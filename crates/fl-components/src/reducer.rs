//! Pressure reducer (regulator) driven by manufacturer performance curves.
//!
//! A reducer does not lose a pressure delta. Given the downstream state it
//! resolves the inlet pressure that would deliver that outlet pressure at the
//! current mass flow, by interpolating across the stored curves.

use crate::diagnostics::EvalContext;
use crate::error::{ComponentError, ComponentResult};
use crate::state::ComponentState;
use crate::traits::{ChainComponent, Step};
use fl_core::numeric::lerp;
use fl_core::units::{MassRate, Pressure, pa};
use fl_fluids::Node;

/// Output pressure of a reducer against mass flow, at one rated input pressure.
#[derive(Debug, Clone, PartialEq)]
pub struct PressureCurve {
    input_pressure: Pressure,
    mass_flow: Vec<MassRate>,
    output_pressure: Vec<Pressure>,
}

impl PressureCurve {
    pub fn new(
        input_pressure: Pressure,
        mass_flow: Vec<MassRate>,
        output_pressure: Vec<Pressure>,
    ) -> ComponentResult<Self> {
        if !input_pressure.value.is_finite() || input_pressure.value <= 0.0 {
            return Err(ComponentError::InvalidArg {
                what: "curve input pressure must be positive",
            });
        }
        if mass_flow.len() != output_pressure.len() {
            return Err(ComponentError::InvalidArg {
                what: "curve mass flow and output pressure lengths differ",
            });
        }
        if mass_flow.len() < 2 {
            return Err(ComponentError::InvalidArg {
                what: "curve needs at least two breakpoints",
            });
        }
        if mass_flow.iter().any(|m| !m.value.is_finite())
            || mass_flow.windows(2).any(|w| w[1].value <= w[0].value)
        {
            return Err(ComponentError::InvalidArg {
                what: "curve mass flow must be strictly increasing",
            });
        }
        if output_pressure
            .iter()
            .any(|p| !p.value.is_finite() || p.value <= 0.0)
        {
            return Err(ComponentError::InvalidArg {
                what: "curve output pressures must be positive",
            });
        }
        Ok(Self {
            input_pressure,
            mass_flow,
            output_pressure,
        })
    }

    pub fn input_pressure(&self) -> Pressure {
        self.input_pressure
    }

    pub fn mass_flow(&self) -> &[MassRate] {
        &self.mass_flow
    }

    pub fn output_pressure(&self) -> &[Pressure] {
        &self.output_pressure
    }

    /// Piecewise-linear output pressure at `mdot`, or `None` outside the curve's range.
    pub fn output_pressure_at(&self, mdot: MassRate) -> Option<Pressure> {
        let x = mdot.value;
        let seg = self
            .mass_flow
            .windows(2)
            .position(|w| w[0].value <= x && x <= w[1].value)?;
        let (x0, x1) = (self.mass_flow[seg].value, self.mass_flow[seg + 1].value);
        let (y0, y1) = (
            self.output_pressure[seg].value,
            self.output_pressure[seg + 1].value,
        );
        Some(pa(lerp(x, x0, y0, x1, y1)))
    }
}

#[derive(Debug, Clone)]
pub struct PressureReducer {
    name: String,
    curves: Vec<PressureCurve>,
}

impl PressureReducer {
    pub fn new(name: impl Into<String>, curves: Vec<PressureCurve>) -> ComponentResult<Self> {
        let mut reducer = Self {
            name: name.into(),
            curves: Vec::with_capacity(curves.len()),
        };
        for curve in curves {
            reducer.add_curve(curve)?;
        }
        Ok(reducer)
    }

    /// Add a curve; its rated input pressure must differ from every stored curve.
    pub fn add_curve(&mut self, curve: PressureCurve) -> ComponentResult<()> {
        if self
            .curves
            .iter()
            .any(|c| c.input_pressure == curve.input_pressure)
        {
            return Err(ComponentError::InvalidArg {
                what: "pressure curves must have distinct input pressures",
            });
        }
        self.curves.push(curve);
        Ok(())
    }

    pub fn curves(&self) -> &[PressureCurve] {
        &self.curves
    }

    /// Inlet pressure that delivers `node.pressure()` at `node.mass_flow()`.
    ///
    /// Curves whose mass-flow range does not cover the node are skipped. With a
    /// single usable curve the inlet pressure scales proportionally with the
    /// outlet pressure. With several, the inlet pressure is interpolated
    /// between the two curves whose outlet pressures bracket the node, or
    /// extrapolated from the nearest pair (with a warning) when none does.
    pub fn resolve_upstream_pressure(
        &self,
        node: &Node,
        ctx: &mut EvalContext,
    ) -> ComponentResult<Pressure> {
        let mdot = node.mass_flow();
        let p = node.pressure().value;

        // (output at this mdot, rated input)
        let mut points: Vec<(f64, f64)> = Vec::with_capacity(self.curves.len());
        for curve in &self.curves {
            match curve.output_pressure_at(mdot) {
                Some(out) => points.push((out.value, curve.input_pressure.value)),
                None => tracing::debug!(
                    component = %self.name,
                    input_pa = curve.input_pressure.value,
                    mdot = mdot.value,
                    "pressure curve does not cover mass flow, skipped"
                ),
            }
        }

        // Curves meeting at the same output: the lowest rated input wins.
        points.sort_by(|a, b| a.0.total_cmp(&b.0).then(a.1.total_cmp(&b.1)));
        let mut kept: Vec<(f64, f64)> = Vec::with_capacity(points.len());
        for (out, rated) in points {
            match kept.last() {
                Some(&(prev_out, prev_rated)) if prev_out == out => tracing::debug!(
                    component = %self.name,
                    input_pa = rated,
                    kept_input_pa = prev_rated,
                    output_pa = out,
                    "pressure curve shares its output with a lower-input curve, discarded"
                ),
                _ => kept.push((out, rated)),
            }
        }
        let points = kept;

        let p_in = match points.len() {
            0 => {
                return Err(ComponentError::NoCompatibleCurve {
                    component: self.name.clone(),
                    mass_flow_kgps: mdot.value,
                    pressure_pa: p,
                });
            }
            1 => {
                let (p_out, p_rated) = points[0];
                tracing::debug!(component = %self.name, "single compatible curve, proportional inlet pressure");
                p_rated * p / p_out
            }
            _ => {
                let last = points.len() - 1;
                let seg = match points.windows(2).position(|w| w[0].0 <= p && p <= w[1].0) {
                    Some(seg) => seg,
                    None => {
                        ctx.out_of_range(
                            &self.name,
                            "outlet pressure",
                            p,
                            "extrapolation from the nearest pair of curves",
                        );
                        if p < points[0].0 { 0 } else { last - 1 }
                    }
                };
                let (lo, hi) = (points[seg], points[seg + 1]);
                lerp(p, lo.0, lo.1, hi.0, hi.1)
            }
        };

        if !p_in.is_finite() || p_in <= 0.0 {
            return Err(ComponentError::NonPhysical {
                what: "resolved reducer inlet pressure",
            });
        }
        Ok(pa(p_in))
    }
}

impl ChainComponent for PressureReducer {
    fn name(&self) -> &str {
        &self.name
    }

    fn kind(&self) -> &'static str {
        "PressureReducer"
    }

    fn step(
        &self,
        node: &Node,
        _state: &mut ComponentState,
        ctx: &mut EvalContext,
    ) -> ComponentResult<Step> {
        Ok(Step::Override(self.resolve_upstream_pressure(node, ctx)?))
    }
}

▶ **TASK TO COMPLETE**
In the reply, include exactly the lines from the beginning of the entries above through the line holding "use fl_fluids::Node;", and nothing besides.

▶ **EXERCISE RESPONSE**
filename crates/fl-components/src/reducer.rs
//! Pressure reducer (regulator) driven by manufacturer performance curves.
//!
//! A reducer does not lose a pressure delta. Given the downstream state it
//! resolves the inlet pressure that would deliver that outlet pressure at the
//! current mass flow, by interpolating across the stored curves.

use crate::diagnostics::EvalContext;
use crate::error::{ComponentError, ComponentResult};
use crate::state::ComponentState;
use crate::traits::{ChainComponent, Step};
use fl_core::numeric::lerp;
use fl_core::units::{MassRate, Pressure, pa};
use fl_fluids::Node;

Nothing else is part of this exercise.